With its extensive name-brand lineup and exclusive private-brand products, sales has been brisk despite the April 1 2015 sales price hike, posting a 12th year record high profits. While ABC-Mart has been the poster child of deflation-era retailing, with stores advertising shoes for as little as ¥2,900 ($28) and ¥3,900, along with clearance sales, it has found success in rolling out products that appeal to fashionistas who do not mind paying a little extra for style. ABC-Mart stores are also hot spots for many Chinese tourists who buy four or five pairs at once. ABC Mart found overseas success with over 180 stores, with over 150 stores in South Korea and the rest in Taiwan.

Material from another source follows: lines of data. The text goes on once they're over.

impl Session {
    pub fn new(options: SessionOptions) -> AppResult<Self> {
        options.validate()?;
        let stream = ParticleStream::new(options.particles.clone())?;
        let rng = match options.seed {
            Some(seed) => StdRng::seed_from_u64(seed),
            None => StdRng::from_entropy(),
        };
        Ok(Self {
            graph: CycleGraph::new(options.max_lives),
            driver: PhaseDriver::new(),
            stream,
            rng,
            running: false,
            config: ConfigStatus::NotConfigured,
            request: None,
            pending: None,
            result: None,
            history: Vec::new(),
            signals: Vec::new(),
            options,
        })
    }

    pub fn options(&self) -> &SessionOptions {
        &self.options
    }

    pub fn graph(&self) -> &CycleGraph {
        &self.graph
    }

    // -- canvas --------------------------------------------------------------

    pub fn place(&mut self, kind: ComponentKind, position: Point) -> AppResult<()> {
        self.graph.place(kind, position)?;
        Ok(())
    }

    /// Place with the body centred on a drop point.
    pub fn place_at_drop(&mut self, kind: ComponentKind, drop: Point) -> AppResult<()> {
        self.graph.registry_mut().place_at_drop(kind, drop)?;
        Ok(())
    }

    pub fn move_component(&mut self, kind: ComponentKind, position: Point) -> AppResult<()> {
        self.graph.registry_mut().move_to(kind, position)?;
        Ok(())
    }

    /// Propose `source -> dest`, raising the matching signals.
    ///
    /// Losing the last life stops the simulation.
    pub fn propose(
        &mut self,
        source: ComponentKind,
        dest: ComponentKind,
    ) -> AppResult<ProposalOutcome> {
        let outcome = self.graph.propose(source, dest)?;
        match outcome {
            ProposalOutcome::Accepted => {
                self.signals
                    .push(Signal::ConnectionAccepted { source, dest });
            }
            ProposalOutcome::Rejected { lives_left } => {
                self.signals
                    .push(Signal::ConnectionRejected { source, dest });
                self.signals.push(Signal::LifeLost {
                    remaining: lives_left,
                });
            }
            ProposalOutcome::GameOver => {
                self.signals
                    .push(Signal::ConnectionRejected { source, dest });
                self.signals.push(Signal::LifeLost { remaining: 0 });
                self.signals.push(Signal::GameOver);
                warn!("all lives lost; session ended");
                self.stop();
            }
            ProposalOutcome::AlreadyConnected | ProposalOutcome::Ignored => {}
        }
        Ok(outcome)
    }

    pub fn component_at(&self, p: Point) -> Option<ComponentKind> {
        self.graph.registry().component_at(p)
    }

    /// Resolve a pointer press to a component body or an outbound anchor.
    pub fn press_target(&self, p: Point) -> Option<PressTarget> {
        self.graph.registry().press_target(p)
    }

    /// Resolve a pointer release to the inbound anchor of another component.
    pub fn inbound_anchor_at(&self, p: Point, from: ComponentKind) -> Option<ComponentKind> {
        self.graph.registry().inbound_anchor_at(p, from)
    }

    /// The first connection whose midpoint is near `p`.
    pub fn connection_near(&self, p: Point) -> Option<(ComponentKind, ComponentKind)> {
        let registry = self.graph.registry();
        self.graph.connections().iter().find_map(|conn| {
            let start = registry.get(conn.source)?.anchors().outbound;
            let end = registry.get(conn.dest)?.anchors().inbound;
            (start.midpoint(end).distance(p) < CONNECTION_HOVER_RADIUS)
                .then_some((conn.source, conn.dest))
        })
    }

    // -- configuration -------------------------------------------------------

    pub fn config_status(&self) -> ConfigStatus {
        self.config
    }

    pub fn is_configured(&self) -> bool {
        self.config == ConfigStatus::Configured
    }

    /// The request behind the stored result.
    pub fn request(&self) -> Option<&ConfigureRequest> {
        self.request.as_ref()
    }

    pub fn result(&self) -> Option<&SimulationResult> {
        self.result.as_ref()
    }

    /// Validate `request` and mark a fetch as in flight.
    pub fn begin_configuration(&mut self, request: ConfigureRequest) -> AppResult<()> {
        if self.running {
            return Err(AppError::SimulationRunning);
        }
        if matches!(self.config, ConfigStatus::Fetching { .. }) {
            return Err(AppError::ConfigurationBusy);
        }
        request.validate()?;

        let reconfiguring = self.result.is_some();
        info!(
            refrigerant = %request.refrigerant,
            evaporation_temp = request.evaporation_temp,
            condensation_temp = request.condensation_temp,
            reconfiguring,
            "configuration requested"
        );
        self.pending = Some(request);
        self.config = ConfigStatus::Fetching { reconfiguring };
        Ok(())
    }

    /// Apply the outcome of the in-flight fetch.
    ///
    /// On failure a first configuration falls back to not configured and a
    /// reconfiguration keeps its previous data.
    pub fn complete_configuration(
        &mut self,
        outcome: RemoteResult<SimulationResult>,
    ) -> AppResult<()> {
        let ConfigStatus::Fetching { reconfiguring } = self.config else {
            return Err(AppError::InvalidInput(
                "no configuration request in flight".to_string(),
            ));
        };
        let request = self.pending.take();

        match outcome.and_then(SimulationResult::normalized) {
            Ok(result) => {
                info!(states = result.states.len(), reconfiguring, "configuration applied");
                self.signals.push(Signal::ConfigurationSucceeded {
                    reconfigured: reconfiguring,
                    message: result.message.clone(),
                });
                self.result = Some(result);
                self.request = request;
                self.config = ConfigStatus::Configured;
                Ok(())
            }
            Err(e) => {
                warn!(error = %e, reconfiguring, "configuration failed");
                self.signals.push(Signal::ConfigurationFailed {
                    message: e.to_string(),
                });
                self.config = if self.result.is_some() {
                    ConfigStatus::Configured
                } else {
                    ConfigStatus::NotConfigured
                };
                Err(e.into())
            }
        }
    }

    /// Fetch on the calling thread.
    pub fn configure(
        &mut self,
        source: &dyn SimulationSource,
        request: ConfigureRequest,
    ) -> AppResult<()> {
        self.begin_configuration(request.clone())?;
        let outcome = source.fetch(&request);
        self.complete_configuration(outcome)
    }

    /// Fetch on a background thread; feed the worker's answer back through
    /// [`Self::complete_configuration`].
    pub fn spawn_configuration<S>(
        &mut self,
        source: S,
        request: ConfigureRequest,
    ) -> AppResult<ConfigWorker>
    where
        S: SimulationSource + Send + 'static,
    {
        self.begin_configuration(request.clone())?;
        Ok(ConfigWorker::start(source, request))
    }

    /// Figures for the hover tooltip of `kind`; only while running.
    pub fn component_summary(&self, kind: ComponentKind) -> Option<ComponentSummary> {
        if !self.running {
            return None;
        }
        let r = self.result.as_ref()?;
        match kind {
            ComponentKind::Evaporator => Some(ComponentSummary::Evaporator {
                heat_absorbed: r.heat_absorbed,
            }),
            ComponentKind::Compressor => Some(ComponentSummary::Compressor {
                work: r.compressor_work,
                cop: r.cop,
            }),
            ComponentKind::Condenser => Some(ComponentSummary::Condenser {
                heat_rejected: r.heat_rejected,
            }),
            ComponentKind::ExpansionValve => None,
        }
    }

    /// Hover text for a pipe: what the refrigerant is doing right now.
    pub fn connection_label(&self) -> &'static str {
        if self.running {
            self.driver.current_phase().refrigerant().caption()
        } else {
            "REFRIGERANT"
        }
    }

    // -- run control ---------------------------------------------------------

    pub fn is_running(&self) -> bool {
        self.running
    }

    pub fn is_game_over(&self) -> bool {
        self.graph.validator().is_ended()
    }

    pub fn lives(&self) -> Lives {
        self.graph.validator().lives()
    }

    pub fn cycles(&self) -> u64 {
        self.driver.cycles()
    }

    /// The phase whose pipe carries flow now.
    pub fn phase(&self) -> Phase {
        self.driver.current_phase()
    }

    /// Start the animation once every precondition holds.
    pub fn start(&mut self) -> AppResult<()> {
        match self.config {
            ConfigStatus::NotConfigured => return Err(AppError::NotConfigured),
            ConfigStatus::Fetching { .. } => return Err(AppError::ConfigurationBusy),
            ConfigStatus::Configured => {}
        }
        if self.running {
            return Err(AppError::AlreadyRunning);
        }
        if self.is_game_over() {
            return Err(AppError::GameOver);
        }
        self.graph.check_startable()?;

        self.driver.reset();
        self.history.clear();
        self.graph.clear_particles();
        self.graph.registry_mut().set_animating(true);
        self.running = true;
        info!("simulation started");
        Ok(())
    }

    /// Halt both ticks; anything already scheduled becomes a no-op.
    pub fn stop(&mut self) {
        if self.running {
            info!(cycles = self.driver.cycles(), "simulation stopped");
        }
        self.running = false;
        self.graph.registry_mut().set_animating(false);
        self.graph.clear_particles();
    }

    /// Clear the canvas and counters; configuration survives.
    pub fn reset(&mut self) {
        self.stop();
        self.graph.reset();
        self.driver.reset();
        self.history.clear();
        info!("session reset");
    }

    /// Advance the phase driver by one row.
    ///
    /// Returns `None` without touching anything when not running.
    pub fn table_tick(&mut self) -> Option<TickOutcome<DataRow>> {
        if !self.running {
            return None;
        }
        let result = self.result.as_ref();
        let outcome = self.driver.tick(|phase| {
            let state = result?.state(phase.index())?;
            DataRow::from_state(phase.index(), state, phase.next())
        });

        if let TickOutcome::Shown { row, .. } = &outcome {
            // New stage: pipes restart empty.
            self.graph.clear_particles();
            debug!(state = row.slot.name, active = row.active.description(), "row shown");
            self.history.push(row.clone());
        }
        Some(outcome)
    }

    /// Spawn and advance particles for one frame. No-op when not running.
    pub fn frame_tick(&mut self) -> bool {
        if !self.running {
            return false;
        }
        let phase = self.driver.current_phase();
        self.stream
            .update_all(self.graph.connections_mut(), Some(phase), &mut self.rng);
        true
    }

    pub fn draw_list(&self) -> DrawList {
        DrawList::build(&self.graph, self.running.then(|| self.driver.current_phase()))
    }

    /// Rows shown since the last clear, oldest first.
    pub fn history(&self) -> &[DataRow] {
        &self.history
    }

    pub fn clear_history(&mut self) {
        self.history.clear();
    }

    pub fn drain_signals(&mut self) -> Vec<Signal> {
        std::mem::take(&mut self.signals)
    }
}
//! The four component kinds of a vapour-compression cycle.
//!
//! Everything that varies per kind (legal successor, anchor geometry, labels)
//! lives in a static table indexed by [`ComponentKind::index`], so adding a
//! match arm can never be forgotten for one kind and not another.

use core::fmt;
use core::str::FromStr;

use crate::error::RcError;
use crate::geometry::Vec2;

/// Component role in the refrigeration loop.
#[derive(Debug, Clone, Copy, PartialEq, Eq, Hash, PartialOrd, Ord)]
#[cfg_attr(feature = "serde", derive(serde::Serialize, serde::Deserialize))]
#[cfg_attr(feature = "serde", serde(rename_all = "snake_case"))]
pub enum ComponentKind {
    Compressor,
    Condenser,
    #[cfg_attr(feature = "serde", serde(alias = "expansion", alias = "valve"))]
    ExpansionValve,
    Evaporator,
}

/// Fixed inbound/outbound anchor offsets relative to a component's origin.
#[derive(Debug, Clone, Copy, PartialEq)]
pub struct AnchorOffsets {
    pub inbound: Vec2,
    pub outbound: Vec2,
}

struct KindInfo {
    successor: ComponentKind,
    anchors: AnchorOffsets,
    slug: &'static str,
    label: &'static str,
}

/// Width and height of every component body.
pub const BODY_SIZE: f64 = 90.0;

const fn offsets(ix: f64, iy: f64, ox: f64, oy: f64) -> AnchorOffsets {
    AnchorOffsets {
        inbound: Vec2 { x: ix, y: iy },
        outbound: Vec2 { x: ox, y: oy },
    }
}

// Indexed by ComponentKind::index().
const KIND_TABLE: [KindInfo; 4] = [
    KindInfo {
        successor: ComponentKind::Condenser,
        anchors: offsets(-40.0, 40.0, BODY_SIZE + 20.0, -20.0),
        slug: "compressor",
        label: "Compressor",
    },
    KindInfo {
        successor: ComponentKind::ExpansionValve,
        anchors: offsets(-20.0, -20.0, 20.0, BODY_SIZE + 20.0),
        slug: "condenser",
        label: "Condenser",
    },
    KindInfo {
        successor: ComponentKind::Evaporator,
        anchors: offsets(-20.0, 0.0, BODY_SIZE + 20.0, 0.0),
        slug: "expansion_valve",
        label: "Expansion valve",
    },
    KindInfo {
        successor: ComponentKind::Compressor,
        anchors: offsets(BODY_SIZE + 20.0, 40.0, -40.0, 40.0),
        slug: "evaporator",
        label: "Evaporator",
    },
];

impl ComponentKind {
    /// All kinds, in table order.
    pub const ALL: [ComponentKind; 4] = [
        ComponentKind::Compressor,
        ComponentKind::Condenser,
        ComponentKind::ExpansionValve,
        ComponentKind::Evaporator,
    ];

    /// Number of distinct kinds.
    pub const COUNT: usize = 4;

    /// Dense 0-based index, stable for table lookups.
    pub const fn index(self) -> usize {
        match self {
            ComponentKind::Compressor => 0,
            ComponentKind::Condenser => 1,
            ComponentKind::ExpansionValve => 2,
            ComponentKind::Evaporator => 3,
        }
    }

    /// The only kind this one may feed into.
    pub fn successor(self) -> ComponentKind {
        KIND_TABLE[self.index()].successor
    }

    pub fn anchor_offsets(self) -> AnchorOffsets {
        KIND_TABLE[self.index()].anchors
    }

    /// Machine name used in layout files.
    pub fn slug(self) -> &'static str {
        KIND_TABLE[self.index()].slug
    }

    /// Human-readable name.
    pub fn label(self) -> &'static str {
        KIND_TABLE[self.index()].label
    }
}

impl fmt::Display for ComponentKind {
    fn fmt(&self, f: &mut fmt::Formatter<'_>) -> fmt::Result {
        f.write_str(self.label())
    }
}

impl FromStr for ComponentKind {
    type Err = RcError;

    fn from_str(s: &str) -> Result<Self, Self::Err> {
        let needle = s.trim().to_ascii_lowercase().replace(['-', ' '], "_");
        match needle.as_str() {
            "expansion" | "valve" => return Ok(ComponentKind::ExpansionValve),
            _ => {}
        }
        ComponentKind::ALL
            .into_iter()
            .find(|k| k.slug() == needle)
            .ok_or_else(|| RcError::UnknownKind { name: s.to_string() })
    }
}
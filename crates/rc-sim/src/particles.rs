//! Particle stream on the active pipe.
//!
//! Liquids spawn almost every frame and draw as long streaks, which reads as a
//! continuous stream; gases spawn rarely and draw as short puffs.

use rand::Rng;
use rc_core::{Particle, Point, QuadCurve, RefrigerantState, ensure_probability, require_finite};
use rc_graph::Connection;

use crate::error::{SimError, SimResult};
use crate::phase::Phase;

/// Per-frame spawn chance on a pipe carrying liquid.
pub const LIQUID_SPAWN_PROBABILITY: f64 = 0.8;
/// Per-frame spawn chance on a pipe carrying gas.
pub const GAS_SPAWN_PROBABILITY: f64 = 0.05;
/// Progress gained per frame is `speed / PROGRESS_DIVISOR`.
pub const PROGRESS_DIVISOR: f64 = 150.0;

/// Tuning for spawning and advancing particles.
#[derive(Clone, Debug, PartialEq)]
#[cfg_attr(feature = "serde", derive(serde::Serialize, serde::Deserialize))]
#[cfg_attr(feature = "serde", serde(default))]
pub struct ParticleConfig {
    pub liquid_spawn_probability: f64,
    pub gas_spawn_probability: f64,
    pub progress_divisor: f64,
    /// Speed is drawn uniformly from `[speed_min, speed_max)`.
    pub speed_min: f64,
    pub speed_max: f64,
    pub size_min: f64,
    pub size_max: f64,
    pub liquid_length_min: f64,
    pub liquid_length_max: f64,
    pub gas_length: f64,
    /// Spawning pauses while a pipe holds this many particles.
    pub max_per_connection: usize,
}

impl Default for ParticleConfig {
    fn default() -> Self {
        Self {
            liquid_spawn_probability: LIQUID_SPAWN_PROBABILITY,
            gas_spawn_probability: GAS_SPAWN_PROBABILITY,
            progress_divisor: PROGRESS_DIVISOR,
            speed_min: 0.8,
            speed_max: 1.2,
            size_min: 1.0,
            size_max: 1.5,
            liquid_length_min: 25.0,
            liquid_length_max: 35.0,
            gas_length: 6.0,
            max_per_connection: 256,
        }
    }
}

impl ParticleConfig {
    pub fn validate(&self) -> SimResult<()> {
        ensure_probability(self.liquid_spawn_probability, "liquid_spawn_probability")?;
        ensure_probability(self.gas_spawn_probability, "gas_spawn_probability")?;
        if require_finite(self.progress_divisor, "progress_divisor")? <= 0.0 {
            return Err(SimError::InvalidArg {
                what: "progress_divisor must be positive",
            });
        }
        let ranges = [
            (self.speed_min, self.speed_max, "speed range must be ordered"),
            (self.size_min, self.size_max, "size range must be ordered"),
            (
                self.liquid_length_min,
                self.liquid_length_max,
                "liquid length range must be ordered",
            ),
        ];
        for (lo, hi, what) in ranges {
            require_finite(lo, what)?;
            require_finite(hi, what)?;
            if lo > hi {
                return Err(SimError::InvalidArg { what });
            }
        }
        if self.speed_min < 0.0 {
            return Err(SimError::InvalidArg {
                what: "speed must be non-negative",
            });
        }
        require_finite(self.gas_length, "gas_length")?;
        Ok(())
    }
}

fn sample<R: Rng + ?Sized>(rng: &mut R, lo: f64, hi: f64) -> f64 {
    if hi > lo { rng.gen_range(lo..hi) } else { lo }
}

/// Spawns, advances and retires particles.
#[derive(Clone, Debug)]
pub struct ParticleStream {
    config: ParticleConfig,
}

impl Default for ParticleStream {
    fn default() -> Self {
        Self {
            config: ParticleConfig::default(),
        }
    }
}

impl ParticleStream {
    pub fn new(config: ParticleConfig) -> SimResult<Self> {
        config.validate()?;
        Ok(Self { config })
    }

    pub fn config(&self) -> &ParticleConfig {
        &self.config
    }

    pub fn spawn_probability(&self, state: RefrigerantState) -> f64 {
        if state.is_liquid() {
            self.config.liquid_spawn_probability
        } else {
            self.config.gas_spawn_probability
        }
    }

    fn spawn<R: Rng + ?Sized>(&self, state: RefrigerantState, rng: &mut R) -> Particle {
        let c = &self.config;
        let speed = sample(rng, c.speed_min, c.speed_max);
        let size = sample(rng, c.size_min, c.size_max);
        let length = if state.is_liquid() {
            sample(rng, c.liquid_length_min, c.liquid_length_max)
        } else {
            c.gas_length
        };
        Particle {
            progress: 0.0,
            speed,
            size,
            length,
            state,
        }
    }

    /// One frame for one pipe.
    ///
    /// `phase` is `None` while the simulation is stopped, which makes every
    /// pipe inactive.
    pub fn update<R: Rng + ?Sized>(
        &self,
        conn: &mut Connection,
        phase: Option<Phase>,
        rng: &mut R,
    ) {
        let Some(phase) = phase.filter(|p| p.is_active(conn.source, conn.dest)) else {
            conn.particles.clear();
            return;
        };

        let state = phase.refrigerant();
        if conn.particles.len() < self.config.max_per_connection
            && rng.r#gen::<f64>() < self.spawn_probability(state)
        {
            conn.particles.push(self.spawn(state, rng));
        }

        let divisor = self.config.progress_divisor;
        conn.particles.retain_mut(|p| {
            p.progress += p.speed / divisor;
            p.progress <= 1.0
        });
    }

    /// One frame for every pipe.
    pub fn update_all<R: Rng + ?Sized>(
        &self,
        connections: &mut [Connection],
        phase: Option<Phase>,
        rng: &mut R,
    ) {
        for conn in connections {
            self.update(conn, phase, rng);
        }
    }
}

/// Canvas position of a particle on its pipe.
pub fn particle_position(curve: &QuadCurve, particle: &Particle) -> Point {
    curve.point_at(particle.progress)
}

#[cfg(test)]
mod tests {
    use super::*;
    use rand::SeedableRng;
    use rand::rngs::StdRng;
    use rc_core::ComponentKind;

    fn always_spawn() -> ParticleStream {
        ParticleStream::new(ParticleConfig {
            liquid_spawn_probability: 1.0,
            gas_spawn_probability: 1.0,
            ..ParticleConfig::default()
        })
        .unwrap()
    }

    #[test]
    fn default_config_is_valid() {
        assert!(ParticleConfig::default().validate().is_ok());
    }

    #[test]
    fn invalid_config_rejected() {
        let bad = ParticleConfig {
            gas_spawn_probability: 1.5,
            ..ParticleConfig::default()
        };
        assert!(ParticleStream::new(bad).is_err());

        let bad = ParticleConfig {
            progress_divisor: 0.0,
            ..ParticleConfig::default()
        };
        assert!(ParticleStream::new(bad).is_err());

        let bad = ParticleConfig {
            speed_min: 2.0,
            speed_max: 1.0,
            ..ParticleConfig::default()
        };
        assert!(ParticleStream::new(bad).is_err());
    }

    #[test]
    fn spawn_rates_by_state() {
        let stream = ParticleStream::default();
        assert_eq!(
            stream.spawn_probability(RefrigerantState::ColdLiquid),
            LIQUID_SPAWN_PROBABILITY
        );
        assert_eq!(
            stream.spawn_probability(RefrigerantState::HotGas),
            GAS_SPAWN_PROBABILITY
        );
    }

    #[test]
    fn active_pipe_spawns_and_advances() {
        let stream = always_spawn();
        let mut rng = StdRng::seed_from_u64(7);
        let mut conn = Connection::new(ComponentKind::ExpansionValve, ComponentKind::Evaporator);
        let phase = Some(Phase::ExpansionToEvaporator);

        stream.update(&mut conn, phase, &mut rng);
        assert_eq!(conn.particles.len(), 1);
        let p = conn.particles[0];
        assert_eq!(p.state, RefrigerantState::ColdLiquid);
        assert!((p.progress - p.speed / PROGRESS_DIVISOR).abs() < 1e-12);
        assert!((25.0..35.0).contains(&p.length));
        assert!((0.8..1.2).contains(&p.speed));
        assert!((1.0..1.5).contains(&p.size));
    }

    #[test]
    fn gas_particles_are_short() {
        let stream = always_spawn();
        let mut rng = StdRng::seed_from_u64(1);
        let mut conn = Connection::new(ComponentKind::Compressor, ComponentKind::Condenser);
        stream.update(&mut conn, Some(Phase::CompressorToCondenser), &mut rng);
        assert_eq!(conn.particles[0].length, 6.0);
        assert_eq!(conn.particles[0].state, RefrigerantState::HotGas);
    }

    #[test]
    fn inactive_pipe_is_emptied() {
        let stream = always_spawn();
        let mut rng = StdRng::seed_from_u64(3);
        let mut conn = Connection::new(ComponentKind::Compressor, ComponentKind::Condenser);
        for _ in 0..10 {
            stream.update(&mut conn, Some(Phase::CompressorToCondenser), &mut rng);
        }
        assert!(!conn.particles.is_empty());

        stream.update(&mut conn, Some(Phase::CondenserToExpansion), &mut rng);
        assert!(conn.particles.is_empty());

        for _ in 0..10 {
            stream.update(&mut conn, Some(Phase::CompressorToCondenser), &mut rng);
        }
        stream.update(&mut conn, None, &mut rng);
        assert!(conn.particles.is_empty());
    }

    #[test]
    fn particles_retire_after_traversal() {
        let stream = ParticleStream::new(ParticleConfig {
            liquid_spawn_probability: 1.0,
            ..ParticleConfig::default()
        })
        .unwrap();
        let mut rng = StdRng::seed_from_u64(11);
        let mut conn = Connection::new(ComponentKind::Condenser, ComponentKind::ExpansionValve);
        let phase = Some(Phase::CondenserToExpansion);
        stream.update(&mut conn, phase, &mut rng);

        // Stop spawning and let the stream drain: slowest speed 0.8 needs
        // at most ceil(150 / 0.8) = 188 frames.
        let drain = ParticleStream::new(ParticleConfig {
            liquid_spawn_probability: 0.0,
            ..ParticleConfig::default()
        })
        .unwrap();
        for _ in 0..200 {
            drain.update(&mut conn, phase, &mut rng);
        }
        assert!(conn.particles.is_empty());
    }

    #[test]
    fn spawning_is_bounded() {
        let stream = ParticleStream::new(ParticleConfig {
            liquid_spawn_probability: 1.0,
            max_per_connection: 5,
            progress_divisor: 1.0e9,
            ..ParticleConfig::default()
        })
        .unwrap();
        let mut rng = StdRng::seed_from_u64(5);
        let mut conn = Connection::new(ComponentKind::ExpansionValve, ComponentKind::Evaporator);
        for _ in 0..50 {
            stream.update(&mut conn, Some(Phase::ExpansionToEvaporator), &mut rng);
        }
        assert_eq!(conn.particles.len(), 5);
    }

    #[test]
    fn position_at_start_is_source_anchor() {
        let curve = QuadCurve::between(Point::new(0.0, 0.0), Point::new(100.0, 0.0));
        let p = Particle {
            progress: 0.0,
            speed: 1.0,
            size: 1.0,
            length: 6.0,
            state: RefrigerantState::ColdGas,
        };
        assert_eq!(particle_position(&curve, &p), Point::new(0.0, 0.0));
    }
}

In Aug 2012, ABC-Mart also completed the $138m purchase of LaCrosse Footwear, a rival to Berkshire’s HH Brown and Justin Brands. Workwear consumers of the LaCrosse and Danner brands in America include people in law enforcement, transportation, mining, oil and gas exploration and extraction, construction, government services and other occupations that require high-performance and protection footwear as a critical tool for the job. Outdoor consumers include people active in hunting, hiking, outdoor cross-training. LaCrosse purchased storied bootmaker Whites Boots in 2014. Both these brands also sell well in Japan.

********

We have emphasized in earlier articles our observation that most Asian companies are “one-man-shop” operations with the founder making all the decisions. The willingness to build a culture of decentralization/ empowerment and invest in a system to cascade decision rights throughout the organization is an important signal that the founder desires and cares to scale up the company in a sustainable manner by not hoarding knowledge. Technology is an important tool in empowering the employees and in giving them an informational advantage in their respective roles and responsibilities at work.

Sam Walton himself solved the major problem of inventory and working capital to scale up the business by having a continual commitment in the intangible IT investments. Sam Walton’s penchant for a reliable and speedy information system is grounded in pragmatism: “Once we had those scanners in the stores, we had all this data pouring into Bentonville over phone lines. I like my numbers as quickly as I can get them. The quicker we get that information, the quicker we can act on it. What I like about it is the kind of information we can pull out of it on a moment’s notice.”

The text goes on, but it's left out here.